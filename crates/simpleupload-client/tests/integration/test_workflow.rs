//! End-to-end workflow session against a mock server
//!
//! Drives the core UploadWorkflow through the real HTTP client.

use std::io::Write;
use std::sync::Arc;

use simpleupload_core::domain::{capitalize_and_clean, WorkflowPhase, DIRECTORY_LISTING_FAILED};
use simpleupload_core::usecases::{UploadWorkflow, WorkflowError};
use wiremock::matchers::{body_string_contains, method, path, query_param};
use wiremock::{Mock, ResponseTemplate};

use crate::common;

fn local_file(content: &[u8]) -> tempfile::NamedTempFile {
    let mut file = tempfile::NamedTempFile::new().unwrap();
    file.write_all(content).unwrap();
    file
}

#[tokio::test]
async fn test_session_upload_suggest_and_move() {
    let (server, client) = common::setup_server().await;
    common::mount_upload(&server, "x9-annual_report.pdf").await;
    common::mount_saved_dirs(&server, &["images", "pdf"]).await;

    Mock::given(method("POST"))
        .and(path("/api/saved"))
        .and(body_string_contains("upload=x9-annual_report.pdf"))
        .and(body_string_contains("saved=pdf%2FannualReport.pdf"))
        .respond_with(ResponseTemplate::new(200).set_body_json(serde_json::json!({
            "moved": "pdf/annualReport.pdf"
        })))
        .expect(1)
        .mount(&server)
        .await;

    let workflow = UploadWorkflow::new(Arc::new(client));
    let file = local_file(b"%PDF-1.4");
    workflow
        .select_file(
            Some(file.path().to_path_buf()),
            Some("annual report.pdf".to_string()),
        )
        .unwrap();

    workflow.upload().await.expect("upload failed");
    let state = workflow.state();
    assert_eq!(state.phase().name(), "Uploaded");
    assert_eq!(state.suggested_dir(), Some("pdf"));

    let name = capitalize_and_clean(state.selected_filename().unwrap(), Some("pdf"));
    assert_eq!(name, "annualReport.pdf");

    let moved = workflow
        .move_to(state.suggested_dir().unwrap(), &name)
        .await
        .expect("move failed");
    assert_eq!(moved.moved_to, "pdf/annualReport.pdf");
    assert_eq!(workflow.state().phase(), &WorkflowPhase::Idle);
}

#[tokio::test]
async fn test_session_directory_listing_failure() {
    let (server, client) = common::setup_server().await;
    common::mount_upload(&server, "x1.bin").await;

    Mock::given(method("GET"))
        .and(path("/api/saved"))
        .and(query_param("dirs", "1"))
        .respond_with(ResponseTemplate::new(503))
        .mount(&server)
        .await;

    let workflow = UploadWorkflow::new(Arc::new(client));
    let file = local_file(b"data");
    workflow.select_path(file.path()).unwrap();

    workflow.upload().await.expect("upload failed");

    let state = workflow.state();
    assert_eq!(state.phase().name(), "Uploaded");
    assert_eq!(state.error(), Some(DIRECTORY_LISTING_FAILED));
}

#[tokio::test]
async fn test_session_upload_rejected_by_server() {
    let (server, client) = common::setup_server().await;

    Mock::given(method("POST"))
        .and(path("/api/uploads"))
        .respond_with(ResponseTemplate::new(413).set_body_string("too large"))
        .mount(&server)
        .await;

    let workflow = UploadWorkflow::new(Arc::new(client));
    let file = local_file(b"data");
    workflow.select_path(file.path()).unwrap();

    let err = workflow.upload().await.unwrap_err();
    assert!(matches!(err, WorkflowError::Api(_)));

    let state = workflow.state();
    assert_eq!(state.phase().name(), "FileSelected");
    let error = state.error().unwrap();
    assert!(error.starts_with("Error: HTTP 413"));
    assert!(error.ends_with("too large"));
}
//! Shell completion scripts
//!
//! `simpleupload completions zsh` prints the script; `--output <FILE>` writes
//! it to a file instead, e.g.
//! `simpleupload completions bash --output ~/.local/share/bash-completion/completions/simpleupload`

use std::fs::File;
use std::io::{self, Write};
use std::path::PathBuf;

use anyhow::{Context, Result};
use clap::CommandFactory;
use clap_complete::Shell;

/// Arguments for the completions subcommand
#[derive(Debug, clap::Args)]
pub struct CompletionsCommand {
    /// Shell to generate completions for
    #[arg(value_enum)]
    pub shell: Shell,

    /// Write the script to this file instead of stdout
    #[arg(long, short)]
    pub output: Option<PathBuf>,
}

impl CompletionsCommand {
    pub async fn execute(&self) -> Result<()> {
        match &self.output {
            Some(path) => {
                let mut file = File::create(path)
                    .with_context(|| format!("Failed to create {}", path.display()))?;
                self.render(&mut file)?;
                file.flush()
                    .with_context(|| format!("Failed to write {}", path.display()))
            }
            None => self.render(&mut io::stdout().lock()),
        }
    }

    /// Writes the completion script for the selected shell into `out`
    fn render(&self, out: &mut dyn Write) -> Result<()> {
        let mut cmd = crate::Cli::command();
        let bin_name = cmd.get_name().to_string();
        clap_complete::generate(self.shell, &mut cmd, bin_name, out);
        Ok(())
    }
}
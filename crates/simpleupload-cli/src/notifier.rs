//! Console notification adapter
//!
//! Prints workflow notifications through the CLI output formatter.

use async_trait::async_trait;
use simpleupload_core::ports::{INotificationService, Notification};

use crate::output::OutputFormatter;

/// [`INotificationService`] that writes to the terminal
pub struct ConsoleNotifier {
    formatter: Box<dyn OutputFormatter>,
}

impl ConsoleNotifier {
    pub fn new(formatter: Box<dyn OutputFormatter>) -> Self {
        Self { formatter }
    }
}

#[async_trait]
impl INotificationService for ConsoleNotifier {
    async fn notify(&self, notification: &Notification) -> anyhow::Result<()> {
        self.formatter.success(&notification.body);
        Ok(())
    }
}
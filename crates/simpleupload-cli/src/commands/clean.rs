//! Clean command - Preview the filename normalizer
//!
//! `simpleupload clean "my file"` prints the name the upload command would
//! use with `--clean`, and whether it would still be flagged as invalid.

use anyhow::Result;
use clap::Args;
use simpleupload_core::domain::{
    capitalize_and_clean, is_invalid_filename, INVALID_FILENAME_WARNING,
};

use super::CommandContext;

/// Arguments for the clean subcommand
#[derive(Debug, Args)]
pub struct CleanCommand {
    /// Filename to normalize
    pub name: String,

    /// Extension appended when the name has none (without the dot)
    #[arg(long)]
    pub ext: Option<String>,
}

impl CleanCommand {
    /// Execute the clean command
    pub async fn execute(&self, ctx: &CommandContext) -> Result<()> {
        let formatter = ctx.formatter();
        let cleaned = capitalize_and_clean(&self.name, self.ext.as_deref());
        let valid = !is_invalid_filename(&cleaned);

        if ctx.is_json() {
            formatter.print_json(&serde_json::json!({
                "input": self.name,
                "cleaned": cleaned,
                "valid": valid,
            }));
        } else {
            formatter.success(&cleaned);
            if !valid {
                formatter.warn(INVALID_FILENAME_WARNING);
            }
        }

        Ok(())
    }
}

---

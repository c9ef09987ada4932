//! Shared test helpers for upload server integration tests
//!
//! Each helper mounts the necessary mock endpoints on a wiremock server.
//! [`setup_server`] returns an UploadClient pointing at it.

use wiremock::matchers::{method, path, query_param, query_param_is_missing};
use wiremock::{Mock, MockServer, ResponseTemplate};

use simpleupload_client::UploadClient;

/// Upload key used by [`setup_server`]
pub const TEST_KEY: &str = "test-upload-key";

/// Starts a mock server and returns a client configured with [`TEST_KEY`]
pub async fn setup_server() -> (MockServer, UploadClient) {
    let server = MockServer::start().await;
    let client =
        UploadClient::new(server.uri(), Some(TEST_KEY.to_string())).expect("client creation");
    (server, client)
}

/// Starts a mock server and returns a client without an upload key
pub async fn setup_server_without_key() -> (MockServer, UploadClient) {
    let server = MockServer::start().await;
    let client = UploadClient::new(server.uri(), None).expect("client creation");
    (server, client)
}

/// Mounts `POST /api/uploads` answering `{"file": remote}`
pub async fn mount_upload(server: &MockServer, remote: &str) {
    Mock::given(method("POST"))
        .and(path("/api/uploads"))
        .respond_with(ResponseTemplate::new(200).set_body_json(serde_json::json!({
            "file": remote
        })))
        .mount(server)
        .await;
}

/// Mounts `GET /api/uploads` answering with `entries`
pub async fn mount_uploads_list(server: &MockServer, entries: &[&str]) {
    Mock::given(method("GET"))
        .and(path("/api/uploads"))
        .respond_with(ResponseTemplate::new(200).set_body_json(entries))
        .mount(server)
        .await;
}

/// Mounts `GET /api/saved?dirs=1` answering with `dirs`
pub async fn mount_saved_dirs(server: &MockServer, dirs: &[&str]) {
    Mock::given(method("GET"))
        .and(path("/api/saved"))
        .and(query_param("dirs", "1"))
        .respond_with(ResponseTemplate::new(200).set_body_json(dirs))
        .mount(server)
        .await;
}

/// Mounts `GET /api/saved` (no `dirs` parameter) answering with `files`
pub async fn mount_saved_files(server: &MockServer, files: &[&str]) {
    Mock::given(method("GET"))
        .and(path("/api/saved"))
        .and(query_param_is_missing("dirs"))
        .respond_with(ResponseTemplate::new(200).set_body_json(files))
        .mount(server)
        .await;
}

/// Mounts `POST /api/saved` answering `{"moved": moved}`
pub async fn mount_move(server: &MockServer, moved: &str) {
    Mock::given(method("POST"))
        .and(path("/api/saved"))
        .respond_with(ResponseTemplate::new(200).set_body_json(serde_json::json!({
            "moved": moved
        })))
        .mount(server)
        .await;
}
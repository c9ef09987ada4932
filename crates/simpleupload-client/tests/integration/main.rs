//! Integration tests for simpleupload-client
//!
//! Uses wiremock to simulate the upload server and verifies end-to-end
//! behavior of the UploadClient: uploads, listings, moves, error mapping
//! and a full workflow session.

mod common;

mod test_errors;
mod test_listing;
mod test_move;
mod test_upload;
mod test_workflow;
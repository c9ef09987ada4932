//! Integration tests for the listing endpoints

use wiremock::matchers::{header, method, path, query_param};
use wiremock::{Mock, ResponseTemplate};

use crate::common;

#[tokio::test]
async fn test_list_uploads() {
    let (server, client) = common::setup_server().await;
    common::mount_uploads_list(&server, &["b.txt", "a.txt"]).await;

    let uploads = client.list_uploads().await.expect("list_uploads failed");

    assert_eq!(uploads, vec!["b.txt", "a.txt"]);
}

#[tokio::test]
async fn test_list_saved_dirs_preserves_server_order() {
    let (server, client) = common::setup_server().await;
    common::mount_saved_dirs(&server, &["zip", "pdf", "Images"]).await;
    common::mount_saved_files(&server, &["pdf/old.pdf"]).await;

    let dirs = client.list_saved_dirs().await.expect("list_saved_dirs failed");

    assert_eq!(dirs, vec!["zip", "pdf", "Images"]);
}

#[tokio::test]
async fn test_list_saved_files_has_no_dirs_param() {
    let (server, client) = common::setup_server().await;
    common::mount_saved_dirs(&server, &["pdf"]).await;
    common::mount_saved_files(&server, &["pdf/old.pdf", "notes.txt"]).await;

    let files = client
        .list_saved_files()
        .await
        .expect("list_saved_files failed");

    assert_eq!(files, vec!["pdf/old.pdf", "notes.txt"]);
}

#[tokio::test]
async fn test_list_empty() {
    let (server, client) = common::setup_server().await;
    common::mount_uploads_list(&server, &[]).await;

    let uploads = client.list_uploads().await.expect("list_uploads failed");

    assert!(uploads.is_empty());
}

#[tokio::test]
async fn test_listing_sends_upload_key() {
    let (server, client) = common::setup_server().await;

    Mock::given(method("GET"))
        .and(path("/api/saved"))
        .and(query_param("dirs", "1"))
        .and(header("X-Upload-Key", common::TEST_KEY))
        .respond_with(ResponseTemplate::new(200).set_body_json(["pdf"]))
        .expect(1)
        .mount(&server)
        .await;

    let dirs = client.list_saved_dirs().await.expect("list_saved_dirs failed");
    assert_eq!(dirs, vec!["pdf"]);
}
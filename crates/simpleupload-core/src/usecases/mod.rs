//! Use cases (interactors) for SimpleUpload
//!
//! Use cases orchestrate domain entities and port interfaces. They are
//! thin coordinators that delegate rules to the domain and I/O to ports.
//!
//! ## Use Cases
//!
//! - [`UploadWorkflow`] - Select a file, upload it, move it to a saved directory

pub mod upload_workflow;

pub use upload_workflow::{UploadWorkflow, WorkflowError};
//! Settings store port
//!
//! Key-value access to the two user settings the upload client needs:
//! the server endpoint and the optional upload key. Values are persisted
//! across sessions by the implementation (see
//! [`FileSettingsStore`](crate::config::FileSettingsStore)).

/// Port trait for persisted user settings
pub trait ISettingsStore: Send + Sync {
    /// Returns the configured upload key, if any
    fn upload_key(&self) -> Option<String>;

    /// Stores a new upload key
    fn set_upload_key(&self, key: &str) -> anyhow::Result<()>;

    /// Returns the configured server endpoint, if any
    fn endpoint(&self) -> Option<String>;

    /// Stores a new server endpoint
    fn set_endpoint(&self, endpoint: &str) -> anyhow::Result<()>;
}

* * *

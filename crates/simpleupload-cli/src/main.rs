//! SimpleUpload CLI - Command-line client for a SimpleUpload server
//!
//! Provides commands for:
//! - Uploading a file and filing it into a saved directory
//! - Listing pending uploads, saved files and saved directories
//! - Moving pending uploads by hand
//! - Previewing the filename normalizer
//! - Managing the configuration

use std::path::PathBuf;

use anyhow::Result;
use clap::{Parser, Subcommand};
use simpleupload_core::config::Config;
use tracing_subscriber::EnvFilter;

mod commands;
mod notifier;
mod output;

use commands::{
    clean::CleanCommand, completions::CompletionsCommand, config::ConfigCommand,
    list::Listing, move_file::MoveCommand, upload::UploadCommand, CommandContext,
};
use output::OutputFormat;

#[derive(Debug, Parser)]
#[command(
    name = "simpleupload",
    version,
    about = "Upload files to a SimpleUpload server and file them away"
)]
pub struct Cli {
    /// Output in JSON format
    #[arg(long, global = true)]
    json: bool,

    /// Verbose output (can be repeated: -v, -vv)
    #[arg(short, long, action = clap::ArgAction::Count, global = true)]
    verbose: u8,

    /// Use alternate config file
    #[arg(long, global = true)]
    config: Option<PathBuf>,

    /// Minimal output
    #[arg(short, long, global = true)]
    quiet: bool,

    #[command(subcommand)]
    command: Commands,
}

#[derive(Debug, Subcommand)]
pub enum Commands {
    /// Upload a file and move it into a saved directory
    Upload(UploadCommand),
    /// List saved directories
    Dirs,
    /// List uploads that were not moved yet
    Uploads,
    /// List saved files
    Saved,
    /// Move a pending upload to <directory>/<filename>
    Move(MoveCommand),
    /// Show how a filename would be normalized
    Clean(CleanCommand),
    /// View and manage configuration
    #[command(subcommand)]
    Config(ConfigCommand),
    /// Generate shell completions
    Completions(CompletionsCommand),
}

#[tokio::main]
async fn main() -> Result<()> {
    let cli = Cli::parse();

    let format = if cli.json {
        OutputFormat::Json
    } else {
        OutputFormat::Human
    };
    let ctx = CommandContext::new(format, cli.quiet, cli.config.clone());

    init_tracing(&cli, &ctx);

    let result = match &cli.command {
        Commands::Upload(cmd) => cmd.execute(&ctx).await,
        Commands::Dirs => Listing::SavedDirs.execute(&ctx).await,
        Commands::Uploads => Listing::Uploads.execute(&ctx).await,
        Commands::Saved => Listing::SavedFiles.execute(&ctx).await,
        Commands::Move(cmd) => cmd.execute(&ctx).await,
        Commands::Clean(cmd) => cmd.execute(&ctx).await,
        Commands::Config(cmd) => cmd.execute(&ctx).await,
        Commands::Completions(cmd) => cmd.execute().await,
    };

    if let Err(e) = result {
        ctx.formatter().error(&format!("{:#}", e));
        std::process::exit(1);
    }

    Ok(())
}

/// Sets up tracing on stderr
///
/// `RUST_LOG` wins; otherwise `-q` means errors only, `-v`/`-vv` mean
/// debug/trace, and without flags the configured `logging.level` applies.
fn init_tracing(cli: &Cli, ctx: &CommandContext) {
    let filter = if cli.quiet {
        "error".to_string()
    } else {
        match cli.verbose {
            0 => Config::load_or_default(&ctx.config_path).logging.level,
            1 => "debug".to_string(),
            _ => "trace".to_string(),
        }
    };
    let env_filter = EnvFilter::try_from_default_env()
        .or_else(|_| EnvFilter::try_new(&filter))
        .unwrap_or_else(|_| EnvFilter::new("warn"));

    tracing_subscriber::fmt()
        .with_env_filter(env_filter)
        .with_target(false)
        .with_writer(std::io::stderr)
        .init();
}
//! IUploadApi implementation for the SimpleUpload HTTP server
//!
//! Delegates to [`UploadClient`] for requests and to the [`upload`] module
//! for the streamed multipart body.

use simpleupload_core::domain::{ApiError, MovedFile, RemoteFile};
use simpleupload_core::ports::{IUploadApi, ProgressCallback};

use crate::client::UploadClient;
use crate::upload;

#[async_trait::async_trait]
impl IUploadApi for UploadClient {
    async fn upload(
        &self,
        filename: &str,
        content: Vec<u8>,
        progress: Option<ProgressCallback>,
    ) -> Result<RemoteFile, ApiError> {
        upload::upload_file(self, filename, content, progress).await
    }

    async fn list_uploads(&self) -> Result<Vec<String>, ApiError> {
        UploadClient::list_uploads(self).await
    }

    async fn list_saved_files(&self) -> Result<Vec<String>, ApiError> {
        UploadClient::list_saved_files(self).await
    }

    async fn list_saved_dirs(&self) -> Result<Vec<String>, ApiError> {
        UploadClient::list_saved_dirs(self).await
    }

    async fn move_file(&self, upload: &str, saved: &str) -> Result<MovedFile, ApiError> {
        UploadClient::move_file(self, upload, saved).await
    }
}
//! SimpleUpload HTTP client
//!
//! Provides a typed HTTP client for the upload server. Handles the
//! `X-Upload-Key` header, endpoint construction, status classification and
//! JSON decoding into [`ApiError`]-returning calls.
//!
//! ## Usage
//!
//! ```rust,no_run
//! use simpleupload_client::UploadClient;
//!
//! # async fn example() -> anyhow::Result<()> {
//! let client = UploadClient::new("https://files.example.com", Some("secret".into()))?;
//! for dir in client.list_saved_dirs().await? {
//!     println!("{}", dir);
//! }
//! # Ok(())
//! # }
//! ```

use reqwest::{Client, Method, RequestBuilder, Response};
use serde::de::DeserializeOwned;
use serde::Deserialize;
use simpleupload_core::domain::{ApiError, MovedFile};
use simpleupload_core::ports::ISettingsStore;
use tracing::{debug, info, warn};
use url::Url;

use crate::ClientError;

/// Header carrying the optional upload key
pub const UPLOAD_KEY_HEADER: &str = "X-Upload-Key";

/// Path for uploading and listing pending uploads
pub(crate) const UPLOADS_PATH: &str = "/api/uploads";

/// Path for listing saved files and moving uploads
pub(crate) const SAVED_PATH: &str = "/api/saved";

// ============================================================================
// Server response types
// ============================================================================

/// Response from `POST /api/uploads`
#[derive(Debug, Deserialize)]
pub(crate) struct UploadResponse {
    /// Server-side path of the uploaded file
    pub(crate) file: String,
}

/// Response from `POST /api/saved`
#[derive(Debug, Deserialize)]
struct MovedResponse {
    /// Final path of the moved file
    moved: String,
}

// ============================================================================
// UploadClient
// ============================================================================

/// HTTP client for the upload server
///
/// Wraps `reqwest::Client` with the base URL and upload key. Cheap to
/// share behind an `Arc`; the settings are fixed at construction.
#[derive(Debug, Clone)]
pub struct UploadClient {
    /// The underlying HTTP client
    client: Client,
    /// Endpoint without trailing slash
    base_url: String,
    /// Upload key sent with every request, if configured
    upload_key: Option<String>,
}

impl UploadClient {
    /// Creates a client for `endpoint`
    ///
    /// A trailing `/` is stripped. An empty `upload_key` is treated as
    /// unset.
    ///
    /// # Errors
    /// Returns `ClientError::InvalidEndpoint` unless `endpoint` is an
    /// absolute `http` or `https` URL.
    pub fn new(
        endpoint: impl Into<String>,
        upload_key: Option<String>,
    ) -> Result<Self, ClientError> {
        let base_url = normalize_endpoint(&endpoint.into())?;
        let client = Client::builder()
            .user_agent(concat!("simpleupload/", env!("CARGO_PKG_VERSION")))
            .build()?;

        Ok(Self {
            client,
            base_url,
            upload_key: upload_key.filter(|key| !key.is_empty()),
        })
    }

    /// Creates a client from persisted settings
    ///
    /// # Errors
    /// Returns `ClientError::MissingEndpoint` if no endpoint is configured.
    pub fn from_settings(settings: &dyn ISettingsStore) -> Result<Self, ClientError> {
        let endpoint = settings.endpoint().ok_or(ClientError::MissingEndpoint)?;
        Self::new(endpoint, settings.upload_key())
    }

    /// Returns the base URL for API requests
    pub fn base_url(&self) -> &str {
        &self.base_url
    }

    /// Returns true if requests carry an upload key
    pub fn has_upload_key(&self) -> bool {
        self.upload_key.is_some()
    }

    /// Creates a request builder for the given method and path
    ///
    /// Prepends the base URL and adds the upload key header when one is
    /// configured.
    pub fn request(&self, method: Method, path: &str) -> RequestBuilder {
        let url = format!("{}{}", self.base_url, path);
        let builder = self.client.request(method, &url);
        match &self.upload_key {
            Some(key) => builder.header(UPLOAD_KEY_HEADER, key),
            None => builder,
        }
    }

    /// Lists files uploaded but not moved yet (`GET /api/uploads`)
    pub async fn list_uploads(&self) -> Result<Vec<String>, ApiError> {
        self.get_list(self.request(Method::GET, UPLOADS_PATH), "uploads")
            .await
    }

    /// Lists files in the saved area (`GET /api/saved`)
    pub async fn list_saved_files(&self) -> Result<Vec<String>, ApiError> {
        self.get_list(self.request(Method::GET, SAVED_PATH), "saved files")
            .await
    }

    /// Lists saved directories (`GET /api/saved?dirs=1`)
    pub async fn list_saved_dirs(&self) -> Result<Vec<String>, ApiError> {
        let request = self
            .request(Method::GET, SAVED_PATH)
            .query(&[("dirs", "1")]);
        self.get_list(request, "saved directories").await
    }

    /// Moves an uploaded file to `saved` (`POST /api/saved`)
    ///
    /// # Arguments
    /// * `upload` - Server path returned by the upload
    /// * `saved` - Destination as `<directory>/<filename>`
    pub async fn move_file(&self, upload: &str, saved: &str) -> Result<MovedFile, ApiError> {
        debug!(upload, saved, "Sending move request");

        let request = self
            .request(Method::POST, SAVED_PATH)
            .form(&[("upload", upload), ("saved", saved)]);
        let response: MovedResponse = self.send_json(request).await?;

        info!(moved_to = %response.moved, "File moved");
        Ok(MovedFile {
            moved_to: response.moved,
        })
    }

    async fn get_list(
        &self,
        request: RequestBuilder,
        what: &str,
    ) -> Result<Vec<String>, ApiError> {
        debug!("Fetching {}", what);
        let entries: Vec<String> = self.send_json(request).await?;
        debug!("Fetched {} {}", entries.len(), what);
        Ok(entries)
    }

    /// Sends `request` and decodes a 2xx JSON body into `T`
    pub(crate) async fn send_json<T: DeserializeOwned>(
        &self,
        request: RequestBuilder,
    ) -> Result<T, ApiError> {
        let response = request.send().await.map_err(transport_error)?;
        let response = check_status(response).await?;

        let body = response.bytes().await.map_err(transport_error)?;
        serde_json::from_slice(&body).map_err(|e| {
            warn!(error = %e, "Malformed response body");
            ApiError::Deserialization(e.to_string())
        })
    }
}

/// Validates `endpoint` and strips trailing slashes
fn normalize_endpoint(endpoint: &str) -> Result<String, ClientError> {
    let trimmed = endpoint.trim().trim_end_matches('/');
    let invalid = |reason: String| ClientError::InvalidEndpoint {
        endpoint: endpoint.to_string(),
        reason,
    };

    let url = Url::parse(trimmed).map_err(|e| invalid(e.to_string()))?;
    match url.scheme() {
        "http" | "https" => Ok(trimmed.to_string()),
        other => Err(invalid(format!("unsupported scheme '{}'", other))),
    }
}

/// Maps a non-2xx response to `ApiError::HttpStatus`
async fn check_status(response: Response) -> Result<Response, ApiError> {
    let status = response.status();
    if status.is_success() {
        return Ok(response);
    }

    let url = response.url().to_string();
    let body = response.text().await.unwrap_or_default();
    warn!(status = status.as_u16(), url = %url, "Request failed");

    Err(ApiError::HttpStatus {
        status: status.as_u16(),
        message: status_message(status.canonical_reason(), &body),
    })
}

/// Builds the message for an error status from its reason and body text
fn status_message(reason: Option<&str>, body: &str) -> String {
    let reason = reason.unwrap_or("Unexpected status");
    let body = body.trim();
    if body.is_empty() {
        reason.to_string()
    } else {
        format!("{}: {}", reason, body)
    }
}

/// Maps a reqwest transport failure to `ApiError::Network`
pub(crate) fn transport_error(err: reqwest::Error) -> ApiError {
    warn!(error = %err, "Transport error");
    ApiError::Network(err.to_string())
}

• [Instructions to follow]
Each line above that has "persisted" adds one to the count; say the final count with no other text.

• [Reply to the exercise]
3